Original


Source:ELEMENTS by visualcapitalist (2022).


Objective

The world is facing one of the most challenging periods in history, record-breaking inflations, a worldwide economic and energy crisis leading to social crisis due to the continuous emergence of pandemics, the Ukraine-Russian war, climate change and tensions between world giants have impacted the monetary policies of governments worldwide.

The article by Govind Bhutada (2022) aims to provide insight into one aspect of the crisis by analysing total fossil fuel subsidies by governments worldwide. Fossil fuel subsidies are any steps governments take to lower the cost of fossil fuel energy production and consumption (Oil Change International 2022).

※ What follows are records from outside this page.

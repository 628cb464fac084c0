//! Authentication routes: login, registration, profile, password change.

use axum::{extract::State, http::StatusCode, Json};
use domain::models::UserResponse;
use serde::{Deserialize, Serialize};
use uuid::Uuid;
use validator::Validate;

use crate::app::AppState;
use crate::error::ApiError;
use crate::extractors::AuthUser;
use crate::services::auth::{AuthError, AuthService};

/// Request body for login.
#[derive(Debug, Clone, Deserialize, Validate)]
#[serde(rename_all = "camelCase")]
pub struct LoginRequest {
    #[validate(email(message = "Invalid email format"))]
    pub email: String,

    #[validate(length(min = 1, message = "Password is required"))]
    pub password: String,
}

/// Response body for successful login.
#[derive(Debug, Clone, Serialize)]
#[serde(rename_all = "camelCase")]
pub struct LoginResponse {
    pub token: String,
    pub user: UserResponse,
}

/// Request body for registration.
#[derive(Debug, Clone, Deserialize, Validate)]
#[serde(rename_all = "camelCase")]
pub struct RegisterRequest {
    #[validate(length(min = 1, max = 100, message = "Name must be 1-100 characters"))]
    pub name: String,

    #[validate(email(message = "Invalid email format"))]
    pub email: String,

    #[validate(length(min = 8, message = "Password must be at least 8 characters"))]
    pub password: String,

    #[validate(length(min = 1, message = "Role is required"))]
    pub role: String,

    /// Access code (or the admin secret for manager registration)
    pub access_code: Option<String>,
}

/// Response body for successful registration.
#[derive(Debug, Clone, Serialize)]
#[serde(rename_all = "camelCase")]
pub struct RegisterResponse {
    pub token: String,
    pub user_id: Uuid,
}

/// Response body for the profile endpoint.
#[derive(Debug, Clone, Serialize)]
#[serde(rename_all = "camelCase")]
pub struct ProfileResponse {
    pub user: UserResponse,
}

/// Request body for password change.
#[derive(Debug, Clone, Deserialize, Validate)]
#[serde(rename_all = "camelCase")]
pub struct ChangePasswordRequest {
    #[validate(length(min = 1, message = "Current password is required"))]
    pub current_password: String,

    #[validate(length(min = 8, message = "New password must be at least 8 characters"))]
    pub new_password: String,
}

/// Generic success envelope for mutations without a payload.
#[derive(Debug, Clone, Serialize)]
pub struct MessageResponse {
    pub success: bool,
    pub message: String,
}

/// Login with email and password.
///
/// POST /api/auth/login
pub async fn login(
    State(state): State<AppState>,
    Json(request): Json<LoginRequest>,
) -> Result<Json<LoginResponse>, ApiError> {
    request.validate()?;

    let service = auth_service(&state);
    let result = service
        .login(&request.email, &request.password)
        .await
        .map_err(map_auth_error)?;

    Ok(Json(LoginResponse {
        token: result.token,
        user: result.user.into(),
    }))
}

/// Register a new user with an access code.
///
/// POST /api/auth/register
pub async fn register(
    State(state): State<AppState>,
    Json(request): Json<RegisterRequest>,
) -> Result<(StatusCode, Json<RegisterResponse>), ApiError> {
    request.validate()?;

    let service = auth_service(&state);
    let result = service
        .register(
            &request.name,
            &request.email,
            &request.password,
            &request.role,
            request.access_code.as_deref(),
        )
        .await
        .map_err(map_auth_error)?;

    Ok((
        StatusCode::CREATED,
        Json(RegisterResponse {
            token: result.token,
            user_id: result.user.id,
        }),
    ))
}

/// Fetch the authenticated user's profile.
///
/// GET /api/auth/profile
pub async fn profile(
    State(state): State<AppState>,
    auth: AuthUser,
) -> Result<Json<ProfileResponse>, ApiError> {
    let service = auth_service(&state);
    let user = service.profile(auth.user_id).await.map_err(map_auth_error)?;

    Ok(Json(ProfileResponse { user: user.into() }))
}

/// Change the authenticated user's password.
///
/// POST /api/auth/change-password
pub async fn change_password(
    State(state): State<AppState>,
    auth: AuthUser,
    Json(request): Json<ChangePasswordRequest>,
) -> Result<Json<MessageResponse>, ApiError> {
    request.validate()?;

    let service = auth_service(&state);
    service
        .change_password(auth.user_id, &request.current_password, &request.new_password)
        .await
        .map_err(map_auth_error)?;

    Ok(Json(MessageResponse {
        success: true,
        message: "Password changed".to_string(),
    }))
}

fn auth_service(state: &AppState) -> AuthService {
    AuthService::new(
        state.pool.clone(),
        state.jwt.clone(),
        state.config.provisioning.clone(),
    )
}

fn map_auth_error(e: AuthError) -> ApiError {
    match e {
        AuthError::InvalidCredentials
        | AuthError::InvalidAccessCode
        | AuthError::AccessCodeExpired
        | AuthError::InvalidCurrentPassword => ApiError::Unauthorized(e.to_string()),
        AuthError::FarmerSelfRegistration
        | AuthError::UnknownRole(_)
        | AuthError::AccessCodeRequired
        | AuthError::WeakPassword(_) => ApiError::Validation(e.to_string()),
        AuthError::EmailAlreadyExists => ApiError::Conflict(e.to_string()),
        AuthError::UserNotFound => ApiError::NotFound(e.to_string()),
        AuthError::DatabaseError(db_err) => ApiError::from(db_err),
        AuthError::PasswordError(e) => ApiError::Internal(format!("Password error: {}", e)),
        AuthError::TokenError(e) => ApiError::Internal(format!("Token error: {}", e)),
    }
}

Fuel subsidies keep the prices low but come at a high cost and sizable fiscal cost and encourage pollution(IMF 2022) since studying fossil fuel subsidies is critical to manage monetary policy.

Bhutada (2022) visualises the fossil fuel subsidies from 2010-2020 using the data published by the International Energy Agency (2022) to examine the cost of using fossil fuels through various energy sources. Data visualisation aims to deliver the message to the public and audiences keen on the world’s energy, political and economic situations and climate change.

The visualisation chosen had the following three main issues:

  • The three dimension bar chart visualisation has created two horizontal lines making it difficult to judge the height leading to false hierarchies.

  • Bar graphs with no scales can be misleading, and stacked graphs make it very hard to compare energy sources.

  • Visualisation has failed to meet the objective, which allows the audience to compare the fossil fuel subsidies across energy sources. Critical analysis of viewers is hindered by background graphics overwhelming the viewer. Subsidise for coal can go unnoticed by the viwer and data labels are misleading.

Reference

Code

The following code was used to fix the issues identified in the original.

#Loading the packages
library(ggplot2)
library(ggthemes)
library(tidyr)
library(readxl)
library(dplyr)
library(RColorBrewer)

#Importing data in to R 
energy <- read_excel("/Users/thisna/Desktop/RMIT/subsidise.xlsx",
  sheet="total",
  col_names=TRUE,
  range="B2:D46")

#data preprocessing

energy$Year <- as.character(energy$Year)

energy$Value <- round(digits = 1,(energy$Value/1000))


#correcting the plot

plot1 <- ggplot(energy, aes(fill=Fuel, y=Value, x=Year)) + 
    geom_bar(stat="identity",position="dodge") +  
  theme_classic() +
  theme (
    axis.text.x=element_text(color="Blue",angle=45,hjust=1,size=16),
        axis.text.y=element_text(color="Blue",size=14,hjust=0.5),
        plot.title = element_text(color="Black", size=16, face="bold"),
        axis.title.x = element_text(color="black", size=12, face="bold"),
        axis.title.y = element_text(color="black", size=12, face="bold")) +
labs(title = "Global Fossil Fuel Subsidies from 2010-2020",
     caption = "Source:Internationla Energy Agecy(2022)",
       y = "CONSUMPTION SUBSIDIES (ROUNDED TO NEAREST DECIMAL IN USD BILLIONS)",
       x = "YEAR") +
  scale_fill_brewer(palette="BrBG") +
  geom_text(aes(label=Value), position=position_dodge(width=0.99), vjust=0.25, hjust=0.5, size=4)
#Second plot

table1 <- data.frame(Year=c("2010","2011","2012","2013","2014","2015","2016","2017","2018","2019","2020"),
                    Total=c(462.9,514.0,585.5,553.6,491.9,351.5,301.9,357.6,471.7,312.2,181.5))

plot2 <- ggplot(table1,aes(x = Year, y = Total))+
  geom_bar(stat="identity",fill="darkgoldenrod4") +
  theme_classic() +
  theme (
    axis.text.x=element_text(angle=45,hjust=1),
    axis.text.y=element_text(color="Black",size=14,hjust=0.5),
     plot.title = element_text(color="Black", size=14, face="bold"),
    axis.title.x = element_text(color="black", size=12, face="bold"),
    axis.title.y = element_text(color="black", size=12, face="bold")) +
  labs(title = "TOTAL GLOBAL FOSSIL FUEL SUBSIDISE FROM 2010-2020",
       y = "TOTAL FOSSIL FUEL SUBSIDISE 
       (Rounded to fist decimal in USD Billions)",
       x = "YEARS",
      caption = "Source:International Energy Agecy(2022)") +
  geom_text(aes(label=round(Total ,2)), vjust = -0.5,size = 3)

Data Reference

Reconstruction

The following plot fixes the main issues in the original.

First plot fixes the comparison across different enerrgy sources and enable audience to comapre the values.

Second plot fixes the obective of visulaising total fossil fuel subsidise worlwide without using stacked bars which mislead the viwers.